Friday, May 14, 2010

Breathe


"I feel like you made this world a lot better. Every day that I read your words I feel like something has changed inside me".

That is a comment someone left on this Live Journal I've been reading http://65redroses.livejournal.com

It's probably one of the things every writer longs to hear. Or anyone who dares to share their innermost thoughts and feelings. One of the highest compliments someone could receive, to know they made a difference to someone. I discovered Eva's blog through a CNN article a few weeks ago and have been feverishly trying to read through four years of entries. I've been captivated and inspired by the musings of this brave soul. She reminds me of the inner strength that lies within each of us and helps me see the gratitude in even the most dire circumstances.

One of the things Eva reveals in her Live Journal is that she's a very cheerful and positive person but her journal is a place she can be free to write about the darker feelings she has. That struck me because I'm a pretty positive person but a lot of my writing (especially poetry) is relatively dark. When I go back and read it, I'll think how depressing it sounds. On one hand, I've always felt there was something beautiful about expressing these things but at the same time I would feel hesitant for people to read them because I thought it would show I wasn't really as positive as I presented myself to the world.
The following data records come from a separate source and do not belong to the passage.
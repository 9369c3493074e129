// src/vecmath.rs
// Pure vector math: similarity, normalization, distribution alignment

/// Cosine similarity between two vectors.
///
/// Mismatched lengths, empty inputs, or a zero-norm side all yield 0.0.
pub fn cosine(a: &[f32], b: &[f32]) -> f32 {
    if a.len() != b.len() || a.is_empty() {
        return 0.0;
    }

    let dot: f32 = a.iter().zip(b.iter()).map(|(x, y)| x * y).sum();
    let norm_a: f32 = a.iter().map(|x| x * x).sum::<f32>().sqrt();
    let norm_b: f32 = b.iter().map(|x| x * x).sum::<f32>().sqrt();

    if norm_a == 0.0 || norm_b == 0.0 {
        0.0
    } else {
        dot / (norm_a * norm_b)
    }
}

/// Return a new vector scaled to unit L2 norm. A zero vector is returned
/// unchanged; the input is never mutated.
pub fn l2_normalize(v: &[f32]) -> Vec<f32> {
    let norm: f32 = v.iter().map(|x| x * x).sum::<f32>().sqrt();
    if norm == 0.0 {
        return v.to_vec();
    }
    v.iter().map(|x| x / norm).collect()
}

/// Min-max rescale into [0, 1].
///
/// When all values are equal (including a single element) every output is
/// 0.5; empty input stays empty.
pub fn normalize_to_unit_range(xs: &[f32]) -> Vec<f32> {
    if xs.is_empty() {
        return Vec::new();
    }

    let min = xs.iter().copied().fold(f32::INFINITY, f32::min);
    let max = xs.iter().copied().fold(f32::NEG_INFINITY, f32::max);

    if max == min {
        return vec![0.5; xs.len()];
    }

    xs.iter().map(|x| (x - min) / (max - min)).collect()
}

/// Rescale a score distribution to a target mean and standard deviation.
///
/// Z-scores each value then maps it onto (mean, stddev). Strict ordering of
/// the inputs is preserved. Degenerate inputs (length <= 1 or zero spread)
/// collapse to the target mean.
pub fn align_distribution(xs: &[f32], mean: f32, stddev: f32) -> Vec<f32> {
    if xs.is_empty() {
        return Vec::new();
    }
    if xs.len() == 1 {
        return vec![mean];
    }

    let n = xs.len() as f32;
    let mu: f32 = xs.iter().sum::<f32>() / n;
    let var: f32 = xs.iter().map(|x| (x - mu) * (x - mu)).sum::<f32>() / n;
    let sigma = var.sqrt();

    if sigma == 0.0 {
        return vec![mean; xs.len()];
    }

    xs.iter().map(|x| (x - mu) / sigma * stddev + mean).collect()
}

#[cfg(test)]
mod tests {
    use super::*;

    fn approx(a: f32, b: f32) -> bool {
        (a - b).abs() < 1e-4
    }

    #[test]
    fn test_cosine_identical() {
        let v = [0.6, 0.8, 0.0];
        assert!(approx(cosine(&v, &v), 1.0));
    }

    #[test]
    fn test_cosine_opposite() {
        let v = [1.0, 2.0, 3.0];
        let neg: Vec<f32> = v.iter().map(|x| -x).collect();
        assert!(approx(cosine(&v, &neg), -1.0));
    }

    #[test]
    fn test_cosine_zero_and_mismatched() {
        assert_eq!(cosine(&[1.0, 2.0], &[0.0, 0.0]), 0.0);
        assert_eq!(cosine(&[1.0, 2.0], &[1.0, 2.0, 3.0]), 0.0);
        assert_eq!(cosine(&[], &[]), 0.0);
    }

    #[test]
    fn test_cosine_known_value() {
        let got = cosine(&[0.6, 0.8, 0.0], &[0.8, 0.6, 0.0]);
        assert!(approx(got, 0.96));
    }

    #[test]
    fn test_l2_normalize() {
        assert_eq!(l2_normalize(&[3.0, 4.0, 0.0]), vec![0.6, 0.8, 0.0]);
    }

    #[test]
    fn test_l2_normalize_zero_vector_unchanged() {
        assert_eq!(l2_normalize(&[0.0, 0.0]), vec![0.0, 0.0]);
    }

    #[test]
    fn test_l2_normalize_does_not_mutate_input() {
        let v = vec![3.0, 4.0];
        let _ = l2_normalize(&v);
        assert_eq!(v, vec![3.0, 4.0]);
    }

    #[test]
    fn test_unit_range_endpoints() {
        let out = normalize_to_unit_range(&[2.0, 4.0, 6.0]);
        assert!(approx(out[0], 0.0));
        assert!(approx(out[1], 0.5));
        assert!(approx(out[2], 1.0));
    }

    #[test]
    fn test_unit_range_constant_input() {
        assert_eq!(normalize_to_unit_range(&[7.0, 7.0, 7.0]), vec![0.5, 0.5, 0.5]);
        assert_eq!(normalize_to_unit_range(&[42.0]), vec![0.5]);
        assert!(normalize_to_unit_range(&[]).is_empty());
    }

    #[test]
    fn test_align_preserves_order() {
        let xs = [0.1, 0.9, 0.4, 0.7];
        let out = align_distribution(&xs, 0.5, 0.2);
        for i in 0..xs.len() {
            for j in 0..xs.len() {
                if xs[i] < xs[j] {
                    assert!(out[i] < out[j]);
                }
            }
        }
    }

    #[test]
    fn test_align_hits_target_moments() {
        let xs = [1.0, 2.0, 3.0, 4.0, 5.0];
        let out = align_distribution(&xs, 0.5, 0.2);

        let n = out.len() as f32;
        let mean = out.iter().sum::<f32>() / n;
        let var = out.iter().map(|x| (x - mean) * (x - mean)).sum::<f32>() / n;

        assert!(approx(mean, 0.5));
        assert!(approx(var.sqrt(), 0.2));
    }

    #[test]
    fn test_align_degenerate_inputs() {
        assert_eq!(align_distribution(&[3.0], 0.5, 0.2), vec![0.5]);
        assert_eq!(align_distribution(&[2.0, 2.0], 0.5, 0.2), vec![0.5, 0.5]);
        assert!(align_distribution(&[], 0.5, 0.2).is_empty());
    }
}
Well the truth is we all have a shadow side and that's just the yin/yan of being human. We're all filled with deep melancholy and hollowness from time to time and that stuff needs an outlet just like our happy thoughts. I choose to allow mine to flow through my writing. I guess what I've realized through reading 65_RedRoses is that expressing your angst is in fact often what connects us to others and helps ease their journeys along the way. Maybe I'll be a little less shy now about sharing my own pain and raw life experiences.

Rest in peace Eva, for I know you are dancing on the sunbeams of eternity.